**Activity**
From the listing below, output only the lines starting at the line that has "classification happens in" and ending at the line that has "pub trait HttpSession: Send", exactly as they appear, ends included.
═════ Records shown
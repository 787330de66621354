//! Cross-agent arbitration: reconcile the assembled critique trees by
//! applying targeted adjustments.
//!
//! Arbitration never invents or deletes critiques; it only tunes
//! confidence and severity on existing nodes and leaves a comment
//! trail. The stage is advisory: any failure degrades to a no-op pass
//! with the trees untouched.

use std::collections::BTreeMap;
use std::sync::Arc;

use chrono::Utc;
use serde::{Deserialize, Serialize};
use serde_json::Value;
use tracing::{debug, info, warn};

use crate::agents::{AgentError, ArbitrationRequest, ReasoningService};
use crate::critique::{AgentId, CritiqueTree, NodePath, Severity};
use crate::events::{EventSink, JobEvent};

/// One targeted adjustment to a node in some agent's tree.
#[derive(Debug, Clone, Serialize, Deserialize)]
pub struct ArbitrationAdjustment {
    /// Which agent's tree to adjust.
    pub agent_id: AgentId,
    /// Root-to-node index path.
    pub path: NodePath,
    /// Replacement confidence, if any.
    #[serde(default)]
    pub confidence: Option<f64>,
    /// Replacement severity, if any.
    #[serde(default)]
    pub severity: Option<Severity>,
    /// Rationale, appended to the node's arbitration notes.
    pub comment: String,
}

/// Outcome of the arbitration stage, attached to the judge request.
#[derive(Debug, Clone, Default, Serialize, Deserialize)]
pub struct ArbitrationReport {
    /// Adjustments applied to the trees.
    pub applied: Vec<ArbitrationAdjustment>,
    /// Adjustments dropped (bad target or out-of-range value).
    pub dropped: Vec<ArbitrationAdjustment>,
    /// True when the stage failed and the trees passed through as-is.
    pub degraded: bool,
}

impl ArbitrationReport {
    /// A pass-through report for a failed or skipped stage.
    pub fn degraded() -> Self {
        Self {
            applied: Vec::new(),
            dropped: Vec::new(),
            degraded: true,
        }
    }
}

/// Apply a batch of adjustments to the tree set.
///
/// Adjustments targeting a missing agent or node path, or carrying a
/// non-finite confidence, are dropped individually; the rest apply in
/// order. Confidence is clamped to [0, 1] on application.
pub fn apply_adjustments(
    trees: &mut BTreeMap<AgentId, CritiqueTree>,
    adjustments: Vec<ArbitrationAdjustment>,
) -> ArbitrationReport {
    let mut applied = Vec::new();
    let mut dropped = Vec::new();

    for adjustment in adjustments {
        if let Some(conf) = adjustment.confidence {
            if !conf.is_finite() {
                warn!(
                    agent_id = %adjustment.agent_id,
                    confidence = conf,
                    "dropping adjustment with non-finite confidence"
                );
                dropped.push(adjustment);
                continue;
            }
        }

        let node = trees
            .get_mut(&adjustment.agent_id)
            .and_then(|tree| tree.node_at_mut(&adjustment.path));
        let node = match node {
            Some(node) => node,
            None => {
                warn!(
                    agent_id = %adjustment.agent_id,
                    path = ?adjustment.path,
                    "dropping adjustment targeting unknown node"
                );
                dropped.push(adjustment);
                continue;
            }
        };

        if let Some(conf) = adjustment.confidence {
            node.set_confidence(conf);
        }
        if let Some(severity) = adjustment.severity {
            node.severity = severity;
        }
        if !adjustment.comment.is_empty() {
            node.arbitration_notes.push(adjustment.comment.clone());
        }
        applied.push(adjustment);
    }

    ArbitrationReport {
        applied,
        dropped,
        degraded: false,
    }
}

/// Parse the raw arbitration output into adjustments.
///
/// Accepts a bare array or an `{"adjustments": [...]}` envelope.
fn parse_adjustments(raw: &Value) -> Result<Vec<ArbitrationAdjustment>, AgentError> {
    let items = match raw {
        Value::Array(_) => raw.clone(),
        Value::Object(map) => match map.get("adjustments") {
            Some(list @ Value::Array(_)) => list.clone(),
            _ => {
                return Err(AgentError::Parse(
                    "expected an adjustment array or an 'adjustments' envelope".to_string(),
                ))
            }
        },
        _ => {
            return Err(AgentError::Parse(format!(
                "expected structured adjustments, got {raw}"
            )))
        }
    };
    serde_json::from_value(items).map_err(|e| AgentError::Parse(e.to_string()))
}

/// Runs the arbitration stage against the reasoning service.
pub struct ArbitrationEngine {
    service: Arc<dyn ReasoningService>,
    events: Arc<dyn EventSink>,
}

impl ArbitrationEngine {
    pub fn new(service: Arc<dyn ReasoningService>, events: Arc<dyn EventSink>) -> Self {
        Self { service, events }
    }

    /// Arbitrate the tree set in place. Never fails: a service error or
    /// unparseable output yields a degraded report and untouched trees.
    pub async fn arbitrate(
        &self,
        job_id: &str,
        goal: &str,
        trees: &mut BTreeMap<AgentId, CritiqueTree>,
    ) -> ArbitrationReport {
        let request = ArbitrationRequest {
            goal: goal.to_string(),
            trees: trees.clone(),
        };

        let report = match self.service.arbitrate(&request).await {
            Ok(raw) => match parse_adjustments(&raw) {
                Ok(adjustments) => {
                    debug!(job_id, count = adjustments.len(), "applying arbitration adjustments");
                    apply_adjustments(trees, adjustments)
                }
                Err(err) => {
                    warn!(job_id, error = %err, "arbitration output unusable, passing trees through");
                    ArbitrationReport::degraded()
                }
            },
            Err(err) => {
                warn!(job_id, error = %err, "arbitration call failed, passing trees through");
                ArbitrationReport::degraded()
            }
        };

        info!(
            job_id,
            applied = report.applied.len(),
            dropped = report.dropped.len(),
            degraded = report.degraded,
            "arbitration stage done"
        );
        self.events.publish(JobEvent::ArbitrationDone {
            job_id: job_id.to_string(),
            degraded: report.degraded,
            applied: report.applied.len(),
            dropped: report.dropped.len(),
            timestamp: Utc::now(),
        });

        report
    }
}
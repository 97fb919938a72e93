//! UI/Progress presentation layer
//!
//! Pipeline progress goes through the StepReporter trait so the command layer
//! can pick a presentation: styled step lines with an indicatif bar for the
//! artifact copy, or a silent implementation for verbose mode (where bars
//! would interleave with streamed subprocess output) and for tests.

use console::Style;
use indicatif::{ProgressBar, ProgressStyle};

/// Progress reporter for pipeline runs
pub trait StepReporter {
    /// Announce a pipeline step about to run
    fn step(&mut self, action: &str, detail: &str);

    /// Initialize artifact-copy progress with the total file count
    fn begin_copy(&mut self, total_files: u64);

    /// Record one copied file
    fn copy_file(&mut self, file_path: &str);

    /// Finish artifact-copy progress
    fn finish_copy(&mut self);

    /// Abandon on error
    fn abandon(&mut self);
}

/// Interactive reporter with styled step lines and a copy progress bar
pub struct InteractiveStepReporter {
    copy_pb: Option<ProgressBar>,
}

impl InteractiveStepReporter {
    pub fn new() -> Self {
        Self { copy_pb: None }
    }
}

impl Default for InteractiveStepReporter {
    fn default() -> Self {
        Self::new()
    }
}

impl StepReporter for InteractiveStepReporter {
    fn step(&mut self, action: &str, detail: &str) {
        println!(
            "{} {}",
            Style::new().bold().cyan().apply_to(action),
            Style::new().dim().apply_to(detail)
        );
    }

    fn begin_copy(&mut self, total_files: u64) {
        let style = ProgressStyle::default_bar()
            .template("  [{bar:40.green/yellow}] {pos}/{len} files {msg}")
            .unwrap()
            .progress_chars("#>-");

        let pb = ProgressBar::new(total_files);
        pb.set_style(style);
        self.copy_pb = Some(pb);
    }

    fn copy_file(&mut self, file_path: &str) {
        if let Some(ref pb) = self.copy_pb {
            pb.set_message(truncate_path(file_path, 50));
            pb.inc(1);
        }
    }

    fn finish_copy(&mut self) {
        if let Some(ref pb) = self.copy_pb {
            pb.finish_with_message("done");
        }
    }

    fn abandon(&mut self) {
        if let Some(ref pb) = self.copy_pb {
            pb.abandon();
        }
    }
}

/// Truncate a long path for display, keeping its tail
///
/// Operates on characters, not bytes, so multibyte file names stay intact.
fn truncate_path(path: &str, max_chars: usize) -> String {
    if path.chars().count() <= max_chars {
        return path.to_string();
    }
    let keep = max_chars.saturating_sub(3);
    let start = path
        .char_indices()
        .rev()
        .nth(keep.saturating_sub(1))
        .map(|(i, _)| i)
        .unwrap_or(0);
    format!("...{}", &path[start..])
}

/// Silent reporter for verbose mode and tests
#[derive(Default)]
pub struct SilentStepReporter;

impl StepReporter for SilentStepReporter {
    fn step(&mut self, _action: &str, _detail: &str) {
        // No-op for silent mode
    }

    fn begin_copy(&mut self, _total_files: u64) {
        // No-op for silent mode
    }

    fn copy_file(&mut self, _file_path: &str) {
        // No-op for silent mode
    }

    fn finish_copy(&mut self) {
        // No-op for silent mode
    }

    fn abandon(&mut self) {
        // No-op for silent mode
    }
}
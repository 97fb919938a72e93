//! Shared helpers for command implementations

use std::path::PathBuf;

use crate::error::{Result, StagehandError};

/// Resolve the workspace root from the global `--workspace` flag, defaulting
/// to the current directory, and verify it exists
pub fn resolve_workspace(workspace: Option<PathBuf>) -> Result<PathBuf> {
    let root = match workspace {
        Some(path) => path,
        None => std::env::current_dir()?,
    };

    if !root.is_dir() {
        return Err(StagehandError::WorkspaceNotFound {
            path: root.display().to_string(),
        });
    }

    Ok(root)
}
//! CLI definitions using clap derive API

use clap::builder::{Styles, styling::AnsiColor};
use clap::{Parser, Subcommand};
use clap_complete::Shell;
use std::path::PathBuf;

/// Stagehand - build pipeline orchestrator
///
/// Build split backend/frontend web projects in one deterministic pass.
#[derive(Parser, Debug)]
#[command(
    name = "stagehand",
    author,
    version,
    color = clap::ColorChoice::Always,
    styles = Styles::styled()
        .header(AnsiColor::Green.on_default().bold())
        .usage(AnsiColor::Green.on_default().bold())
        .literal(AnsiColor::Cyan.on_default().bold())
        .placeholder(AnsiColor::Cyan.on_default()),
    about = "Build pipeline orchestrator for split backend/frontend projects",
    long_about = "Stagehand wipes the build output directory, compiles the backend binary \
                  into it, installs and builds the frontend, and stages the frontend's \
                  distribution tree under the output directory. Steps run strictly in \
                  sequence and the first failure aborts the run.",
    after_help = "\x1b[1m\x1b[32mExamples:\x1b[0m\n    \
                  stagehand build\n    \
                  stagehand build --skip-install\n    \
                  stagehand clean\n    \
                  stagehand build -w path/to/project\n\n\
                  \x1b[1m\x1b[32mDocumentation:\x1b[0m\n    \
                  https://github.com/stagehand-build/stagehand"
)]
pub struct Cli {
    /// Workspace directory (defaults to current directory)
    #[arg(long, short = 'w', global = true)]
    pub workspace: Option<PathBuf>,

    /// Stream subprocess output instead of capturing it
    #[arg(long, short = 'v', global = true)]
    pub verbose: bool,

    #[command(subcommand)]
    pub command: Commands,
}

#[derive(Subcommand, Debug)]
pub enum Commands {
    /// Run the full build pipeline
    Build(BuildArgs),

    /// Remove the build output directory
    Clean,

    /// Show version information
    Version(VersionArgs),

    /// Generate shell completions
    Completions(CompletionsArgs),
}

/// Arguments for the build command
#[derive(Parser, Debug)]
#[command(after_help = "EXAMPLES:\n  \
                  Full pipeline (clean, backend, frontend, stage):\n    stagehand build\n\n\
                  Skip the dependency install step:\n    stagehand build --skip-install\n\n\
                  Build a project elsewhere:\n    stagehand build -w path/to/project\n\n\
                  Stream compiler and package manager output:\n    stagehand build -v")]
pub struct BuildArgs {
    /// Skip the frontend dependency install step
    #[arg(long)]
    pub skip_install: bool,
}

/// Arguments for the version command
#[derive(Parser, Debug)]
pub struct VersionArgs {
    /// Emit version information as JSON
    #[arg(long)]
    pub json: bool,
}

/// Arguments for completions command
#[derive(Parser, Debug)]
#[command(after_help = "EXAMPLES:\n  \
                  Generate bash completions:\n    stagehand completions --shell bash > ~/.bash_completion.d/stagehand\n\n\
                  Generate zsh completions:\n    stagehand completions --shell zsh > ~/.zfunc/_stagehand\n\n\
                  Generate fish completions:\n    stagehand completions --shell fish > ~/.config/fish/completions/stagehand.fish")]
pub struct CompletionsArgs {
    /// Shell type (bash, elvish, fish, powershell, zsh)
    #[arg(long, value_enum)]
    pub shell: Shell,
}

#[cfg(test)]
mod tests {
    use super::*;

    #[test]
    fn test_cli_parsing_build() {
        let cli = Cli::try_parse_from(["stagehand", "build"]).unwrap();
        match cli.command {
            Commands::Build(args) => {
                assert!(!args.skip_install);
            }
            _ => panic!("Expected Build command"),
        }
    }

    #[test]
    fn test_cli_parsing_build_skip_install() {
        let cli = Cli::try_parse_from(["stagehand", "build", "--skip-install"]).unwrap();
        match cli.command {
            Commands::Build(args) => {
                assert!(args.skip_install);
            }
            _ => panic!("Expected Build command"),
        }
    }

    #[test]
    fn test_cli_parsing_clean() {
        let cli = Cli::try_parse_from(["stagehand", "clean"]).unwrap();
        assert!(matches!(cli.command, Commands::Clean));
    }

    #[test]
    fn test_cli_parsing_version() {
        let cli = Cli::try_parse_from(["stagehand", "version"]).unwrap();
        match cli.command {
            Commands::Version(args) => {
                assert!(!args.json);
            }
            _ => panic!("Expected Version command"),
        }
    }

    #[test]
    fn test_cli_parsing_version_json() {
        let cli = Cli::try_parse_from(["stagehand", "version", "--json"]).unwrap();
        match cli.command {
            Commands::Version(args) => {
                assert!(args.json);
            }
            _ => panic!("Expected Version command"),
        }
    }

    #[test]
    fn test_cli_global_options() {
        let cli = Cli::try_parse_from(["stagehand", "-v", "-w", "/tmp/project", "build"]).unwrap();
        assert!(cli.verbose);
        assert_eq!(cli.workspace, Some(PathBuf::from("/tmp/project")));
    }

    #[test]
    fn test_cli_parsing_completions() {
        let cli = Cli::try_parse_from(["stagehand", "completions", "--shell", "zsh"]).unwrap();
        match cli.command {
            Commands::Completions(args) => {
                assert_eq!(args.shell, Shell::Zsh);
            }
            _ => panic!("Expected Completions command"),
        }
    }

    #[test]
    fn test_cli_rejects_unknown_shell() {
        assert!(Cli::try_parse_from(["stagehand", "completions", "--shell", "csh"]).is_err());
    }

    #[test]
    fn test_cli_rejects_unknown_subcommand() {
        assert!(Cli::try_parse_from(["stagehand", "deploy"]).is_err());
    }
}
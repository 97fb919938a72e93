//! Shell completions command

use clap::CommandFactory;

use crate::cli::CompletionsArgs;
use crate::error::Result;

/// Generate shell completions for the shell selected on the command line
///
/// Unknown shells never reach this point: `--shell` is a clap value-enum, so
/// parsing rejects them with a usage error.
pub fn run(args: CompletionsArgs) -> Result<()> {
    let mut cmd = <crate::cli::Cli as CommandFactory>::command();
    clap_complete::generate(args.shell, &mut cmd, "stagehand", &mut std::io::stdout().lock());

    Ok(())
}
//! Shared utilities
//!
//! Small helpers used across commands and the pipeline.

pub mod fs;
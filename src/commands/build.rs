//! Build command implementation

use std::path::PathBuf;

use console::Style;

use crate::cli::BuildArgs;
use crate::config::Manifest;
use crate::error::Result;
use crate::pipeline::{BuildOptions, Orchestrator};
use crate::ui::{InteractiveStepReporter, SilentStepReporter, StepReporter};

use super::helpers;

/// Run the full build pipeline
pub fn run(workspace: Option<PathBuf>, verbose: bool, args: BuildArgs) -> Result<()> {
    let root = helpers::resolve_workspace(workspace)?;
    let manifest = Manifest::load(&root)?;

    let orchestrator = Orchestrator::new(
        root,
        manifest,
        BuildOptions {
            verbose,
            skip_install: args.skip_install,
        },
    );

    // Progress bars would interleave with streamed subprocess output
    let mut reporter: Box<dyn StepReporter> = if verbose {
        Box::new(SilentStepReporter)
    } else {
        Box::new(InteractiveStepReporter::new())
    };

    match orchestrator.run(reporter.as_mut()) {
        Ok(()) => {
            println!(
                "{} {}",
                Style::new().bold().green().apply_to("Build complete:"),
                orchestrator.output_dir().display()
            );
            Ok(())
        }
        Err(e) => {
            reporter.abandon();
            Err(e)
        }
    }
}
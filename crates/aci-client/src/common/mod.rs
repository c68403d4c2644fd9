//! Common utilities for the ACI API client
//!
//! Provides the HTTP session seam shared by the query engine and the record
//! graph: request/response value types, the [`HttpSession`] trait and its
//! reqwest-backed implementation.

pub mod query;
pub mod version;

use crate::error::AciError;
use async_trait::async_trait;
use reqwest::{Client, StatusCode};
use serde::{Deserialize, Serialize};
use serde_json::Value;
use std::collections::HashMap;
use std::fmt;
use std::time::Duration;
use tracing::debug;

/// Paginated response wrapper from the API
#[derive(Debug, Clone, Serialize, Deserialize)]
pub struct PaginatedResponse<T> {
    pub count: u64,
    pub next: Option<String>,
    pub previous: Option<String>,
    pub results: Vec<T>,
}

/// HTTP verbs used by the client
#[derive(Debug, Clone, Copy, PartialEq, Eq, Hash)]
pub enum Method {
    Get,
    Post,
    Put,
    Patch,
    Delete,
    Options,
}

impl Method {
    pub fn as_str(self) -> &'static str {
        match self {
            Method::Get => "GET",
            Method::Post => "POST",
            Method::Put => "PUT",
            Method::Patch => "PATCH",
            Method::Delete => "DELETE",
            Method::Options => "OPTIONS",
        }
    }
}

impl fmt::Display for Method {
    fn fmt(&self, f: &mut fmt::Formatter<'_>) -> fmt::Result {
        f.write_str(self.as_str())
    }
}

impl From<Method> for reqwest::Method {
    fn from(method: Method) -> Self {
        match method {
            Method::Get => reqwest::Method::GET,
            Method::Post => reqwest::Method::POST,
            Method::Put => reqwest::Method::PUT,
            Method::Patch => reqwest::Method::PATCH,
            Method::Delete => reqwest::Method::DELETE,
            Method::Options => reqwest::Method::OPTIONS,
        }
    }
}

/// A single outgoing HTTP call
#[derive(Debug, Clone)]
pub struct HttpRequest {
    pub method: Method,
    pub url: String,
    pub headers: Vec<(String, String)>,
    pub params: Vec<(String, String)>,
    pub body: Option<Value>,
}

impl HttpRequest {
    /// URL with the query parameters rendered, as it goes on the wire
    pub fn full_url(&self) -> String {
        if self.params.is_empty() {
            return self.url.clone();
        }
        let separator = if self.url.contains('?') { '&' } else { '?' };
        format!("{}{}{}", self.url, separator, build_query_string(&self.params))
    }

    /// Value of a request header (case-insensitive)
    pub fn header(&self, name: &str) -> Option<&str> {
        self.headers
            .iter()
            .find(|(k, _)| k.eq_ignore_ascii_case(name))
            .map(|(_, v)| v.as_str())
    }
}

/// A fully buffered HTTP response
#[derive(Debug, Clone)]
pub struct HttpResponse {
    pub status: u16,
    pub reason: String,
    /// Header names are stored lowercased
    pub headers: HashMap<String, String>,
    pub text: String,
}

impl HttpResponse {
    /// Create a response with the canonical reason phrase for `status`
    pub fn new(status: u16, text: impl Into<String>) -> Self {
        let reason = StatusCode::from_u16(status)
            .ok()
            .and_then(|s| s.canonical_reason())
            .unwrap_or_default()
            .to_string();
        Self {
            status,
            reason,
            headers: HashMap::new(),
            text: text.into(),
        }
    }

    /// Create a JSON response
    pub fn json_body(status: u16, body: &Value) -> Self {
        Self::new(status, body.to_string()).with_header("content-type", "application/json")
    }

    pub fn with_header(mut self, name: &str, value: &str) -> Self {
        self.headers.insert(name.to_ascii_lowercase(), value.to_string());
        self
    }

    /// True for 2xx statuses
    pub fn ok(&self) -> bool {
        (200..300).contains(&self.status)
    }

    /// Value of a response header (case-insensitive)
    pub fn header(&self, name: &str) -> Option<&str> {
        self.headers.get(&name.to_ascii_lowercase()).map(String::as_str)
    }

    /// Decode the body as JSON
    pub fn json(&self) -> Result<Value, serde_json::Error> {
        serde_json::from_str(&self.text)
    }
}

/// Transport used by the query engine
///
/// Implementations must return non-2xx responses as `Ok`; status
/// classification happens in the query engine. All methods must be `Send`
/// to work with Tokio's work-stealing runtime.
#[async_trait]
pub trait HttpSession: Send + Sync {
    async fn send(&self, request: HttpRequest) -> Result<HttpResponse, AciError>;
}

/// reqwest-backed [`HttpSession`]
#[derive(Debug, Clone)]
pub struct ReqwestSession {
    client: Client,
}

impl ReqwestSession {
    /// Create a session with the given request timeout
    pub fn new(timeout: Duration) -> Result<Self, AciError> {
        let client = Client::builder().timeout(timeout).build()?;
        Ok(Self { client })
    }

    /// Wrap an already configured reqwest client
    pub fn from_client(client: Client) -> Self {
        Self { client }
    }
}

#[async_trait]
impl HttpSession for ReqwestSession {
    async fn send(&self, request: HttpRequest) -> Result<HttpResponse, AciError> {
        debug!("{} {}", request.method, request.full_url());

        let mut builder = self.client.request(request.method.into(), &request.url);
        for (name, value) in &request.headers {
            builder = builder.header(name.as_str(), value.as_str());
        }
        if !request.params.is_empty() {
            builder = builder.query(&request.params);
        }
        if let Some(body) = &request.body {
            builder = builder.json(body);
        }

        let response = builder.send().await?;
        let status = response.status();
        let headers = response
            .headers()
            .iter()
            .filter_map(|(name, value)| {
                value
                    .to_str()
                    .ok()
                    .map(|v| (name.as_str().to_ascii_lowercase(), v.to_string()))
            })
            .collect();
        let text = response.text().await?;

        Ok(HttpResponse {
            status: status.as_u16(),
            reason: status.canonical_reason().unwrap_or_default().to_string(),
            headers,
            text,
        })
    }
}

/// Build query string from parameters
pub fn build_query_string(params: &[(String, String)]) -> String {
    params
        .iter()
        .map(|(k, v)| format!("{}={}", urlencoding::encode(k), urlencoding::encode(v)))
        .collect::<Vec<_>>()
        .join("&")
}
══════════
**Solution to this exercise**
/// classification happens in the query engine. All methods must be `Send`
/// to work with Tokio's work-stealing runtime.
#[async_trait]
pub trait HttpSession: Send + Sync {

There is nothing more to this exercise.